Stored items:
######

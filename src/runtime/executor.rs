//! Chat runtime executor

use super::traits::{Connection, Renderer};
use super::ConnectionSignal;
use crate::input::UserCommand;
use crate::transcript::{transition, ChatState, Diagnostic, Effect, Input};
use crate::wire::{decode_event, Protocol};
use tokio::sync::mpsc;

/// Longest slice of an unrecognized payload that goes into the log
const LOGGED_PAYLOAD_CHARS: usize = 200;

/// Owns the chat state and drives it from connection signals and user commands
pub struct ChatRuntime<C, R>
where
    C: Connection,
    R: Renderer,
{
    state: ChatState,
    protocol: Protocol,
    connection: C,
    renderer: R,
    signal_rx: mpsc::Receiver<ConnectionSignal>,
    command_rx: mpsc::Receiver<UserCommand>,
    connected: bool,
}

impl<C, R> ChatRuntime<C, R>
where
    C: Connection,
    R: Renderer,
{
    pub fn new(
        state: ChatState,
        protocol: Protocol,
        connection: C,
        renderer: R,
        signal_rx: mpsc::Receiver<ConnectionSignal>,
        command_rx: mpsc::Receiver<UserCommand>,
    ) -> Self {
        Self {
            state,
            protocol,
            connection,
            renderer,
            signal_rx,
            command_rx,
            connected: false,
        }
    }

    /// Process signals and commands until the user quits or both channels close.
    /// Returns the final state.
    pub async fn run(mut self) -> ChatState {
        tracing::info!(protocol = %self.protocol, "Starting chat runtime");
        self.renderer.render(&self.state);

        loop {
            tokio::select! {
                // Inbound frames first, so a queued quit never skips delivered output
                biased;
                Some(signal) = self.signal_rx.recv() => {
                    self.handle_signal(signal).await;
                }
                Some(command) = self.command_rx.recv() => {
                    if matches!(command, UserCommand::Quit) {
                        break;
                    }
                    self.handle_command(command).await;
                }
                else => break,
            }
        }

        tracing::info!(
            messages = self.state.transcript().len(),
            pending_tools = self.state.pending_tool_calls().len(),
            "Chat runtime stopped"
        );
        self.state
    }

    async fn handle_signal(&mut self, signal: ConnectionSignal) {
        let input = match signal {
            ConnectionSignal::Connected => {
                self.connected = true;
                Input::system("WebSocket connected")
            }
            ConnectionSignal::Frame(text) => {
                let event = decode_event(&text, self.protocol);
                tracing::debug!(event = event.name(), "Inbound event");
                Input::Event(event)
            }
            ConnectionSignal::Closed => {
                self.connected = false;
                Input::system("WebSocket closed")
            }
            ConnectionSignal::Failed(message) => {
                self.connected = false;
                tracing::error!(error = %message, "Connection failed");
                Input::error(format!("WebSocket error: {message}"))
            }
        };
        self.apply(input).await;
    }

    async fn handle_command(&mut self, command: UserCommand) {
        match command {
            UserCommand::Submit(text) => {
                if !self.connected && !text.trim().is_empty() {
                    tracing::warn!("Submission while disconnected");
                    self.apply(Input::error("Not connected")).await;
                } else {
                    self.apply(Input::Submit { text }).await;
                }
            }
            UserCommand::Clear => self.apply(Input::Clear).await,
            UserCommand::ToggleExpand(index) => {
                self.renderer.toggle_expanded(index, &self.state);
            }
            UserCommand::Quit => {}
        }
    }

    /// Run one input through the reducer, then its effects.
    /// Effects can yield follow-up inputs; those are applied the same way.
    async fn apply(&mut self, input: Input) {
        let mut inputs = vec![input];

        while let Some(current) = inputs.pop() {
            let state = std::mem::take(&mut self.state);
            let result = transition(state, current);
            self.state = result.new_state;
            self.renderer.render(&self.state);

            for effect in result.effects {
                if let Some(follow_up) = self.execute_effect(effect).await {
                    inputs.push(follow_up);
                }
            }
        }
    }

    async fn execute_effect(&self, effect: Effect) -> Option<Input> {
        match effect {
            Effect::SendChat(request) => {
                tracing::debug!(
                    chars = request.content.len(),
                    history = request.history.len(),
                    "Sending chat message"
                );
                match self.connection.send(&request).await {
                    Ok(()) => None,
                    Err(e) => {
                        tracing::error!(error = %e, "Failed to send chat message");
                        Some(Input::error(format!("Failed to send message: {e}")))
                    }
                }
            }
            Effect::Diagnostic(Diagnostic::UnmatchedToolResult { id }) => {
                tracing::warn!(tool_id = %id, "Dropping tool result with no pending call");
                None
            }
            Effect::Diagnostic(Diagnostic::UnrecognizedPayload { raw }) => {
                let preview: String = raw.chars().take(LOGGED_PAYLOAD_CHARS).collect();
                tracing::warn!(payload = %preview, "Unrecognized payload shown as text");
                None
            }
        }
    }
}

######

» **Task instructions**
The full set of lines above should be retyped without a single change.

» **Result of the task**
filename src/runtime/executor.rs
//! Chat runtime executor

use super::traits::{Connection, Renderer};
use super::ConnectionSignal;
use crate::input::UserCommand;
use crate::transcript::{transition, ChatState, Diagnostic, Effect, Input};
use crate::wire::{decode_event, Protocol};
use tokio::sync::mpsc;

/// Longest slice of an unrecognized payload that goes into the log
const LOGGED_PAYLOAD_CHARS: usize = 200;

/// Owns the chat state and drives it from connection signals and user commands
pub struct ChatRuntime<C, R>
where
    C: Connection,
    R: Renderer,
{
    state: ChatState,
    protocol: Protocol,
    connection: C,
    renderer: R,
    signal_rx: mpsc::Receiver<ConnectionSignal>,
    command_rx: mpsc::Receiver<UserCommand>,
    connected: bool,
}

impl<C, R> ChatRuntime<C, R>
where
    C: Connection,
    R: Renderer,
{
    pub fn new(
        state: ChatState,
        protocol: Protocol,
        connection: C,
        renderer: R,
        signal_rx: mpsc::Receiver<ConnectionSignal>,
        command_rx: mpsc::Receiver<UserCommand>,
    ) -> Self {
        Self {
            state,
            protocol,
            connection,
            renderer,
            signal_rx,
            command_rx,
            connected: false,
        }
    }

    /// Process signals and commands until the user quits or both channels close.
    /// Returns the final state.
    pub async fn run(mut self) -> ChatState {
        tracing::info!(protocol = %self.protocol, "Starting chat runtime");
        self.renderer.render(&self.state);

        loop {
            tokio::select! {
                // Inbound frames first, so a queued quit never skips delivered output
                biased;
                Some(signal) = self.signal_rx.recv() => {
                    self.handle_signal(signal).await;
                }
                Some(command) = self.command_rx.recv() => {
                    if matches!(command, UserCommand::Quit) {
                        break;
                    }
                    self.handle_command(command).await;
                }
                else => break,
            }
        }

        tracing::info!(
            messages = self.state.transcript().len(),
            pending_tools = self.state.pending_tool_calls().len(),
            "Chat runtime stopped"
        );
        self.state
    }

    async fn handle_signal(&mut self, signal: ConnectionSignal) {
        let input = match signal {
            ConnectionSignal::Connected => {
                self.connected = true;
                Input::system("WebSocket connected")
            }
            ConnectionSignal::Frame(text) => {
                let event = decode_event(&text, self.protocol);
                tracing::debug!(event = event.name(), "Inbound event");
                Input::Event(event)
            }
            ConnectionSignal::Closed => {
                self.connected = false;
                Input::system("WebSocket closed")
            }
            ConnectionSignal::Failed(message) => {
                self.connected = false;
                tracing::error!(error = %message, "Connection failed");
                Input::error(format!("WebSocket error: {message}"))
            }
        };
        self.apply(input).await;
    }

    async fn handle_command(&mut self, command: UserCommand) {
        match command {
            UserCommand::Submit(text) => {
                if !self.connected && !text.trim().is_empty() {
                    tracing::warn!("Submission while disconnected");
                    self.apply(Input::error("Not connected")).await;
                } else {
                    self.apply(Input::Submit { text }).await;
                }
            }
            UserCommand::Clear => self.apply(Input::Clear).await,
            UserCommand::ToggleExpand(index) => {
                self.renderer.toggle_expanded(index, &self.state);
            }
            UserCommand::Quit => {}
        }
    }

    /// Run one input through the reducer, then its effects.
    /// Effects can yield follow-up inputs; those are applied the same way.
    async fn apply(&mut self, input: Input) {
        let mut inputs = vec![input];

        while let Some(current) = inputs.pop() {
            let state = std::mem::take(&mut self.state);
            let result = transition(state, current);
            self.state = result.new_state;
            self.renderer.render(&self.state);

            for effect in result.effects {
                if let Some(follow_up) = self.execute_effect(effect).await {
                    inputs.push(follow_up);
                }
            }
        }
    }

    async fn execute_effect(&self, effect: Effect) -> Option<Input> {
        match effect {
            Effect::SendChat(request) => {
                tracing::debug!(
                    chars = request.content.len(),
                    history = request.history.len(),
                    "Sending chat message"
                );
                match self.connection.send(&request).await {
                    Ok(()) => None,
                    Err(e) => {
                        tracing::error!(error = %e, "Failed to send chat message");
                        Some(Input::error(format!("Failed to send message: {e}")))
                    }
                }
            }
            Effect::Diagnostic(Diagnostic::UnmatchedToolResult { id }) => {
                tracing::warn!(tool_id = %id, "Dropping tool result with no pending call");
                None
            }
            Effect::Diagnostic(Diagnostic::UnrecognizedPayload { raw }) => {
                let preview: String = raw.chars().take(LOGGED_PAYLOAD_CHARS).collect();
                tracing::warn!(payload = %preview, "Unrecognized payload shown as text");
                None
            }
        }
    }
}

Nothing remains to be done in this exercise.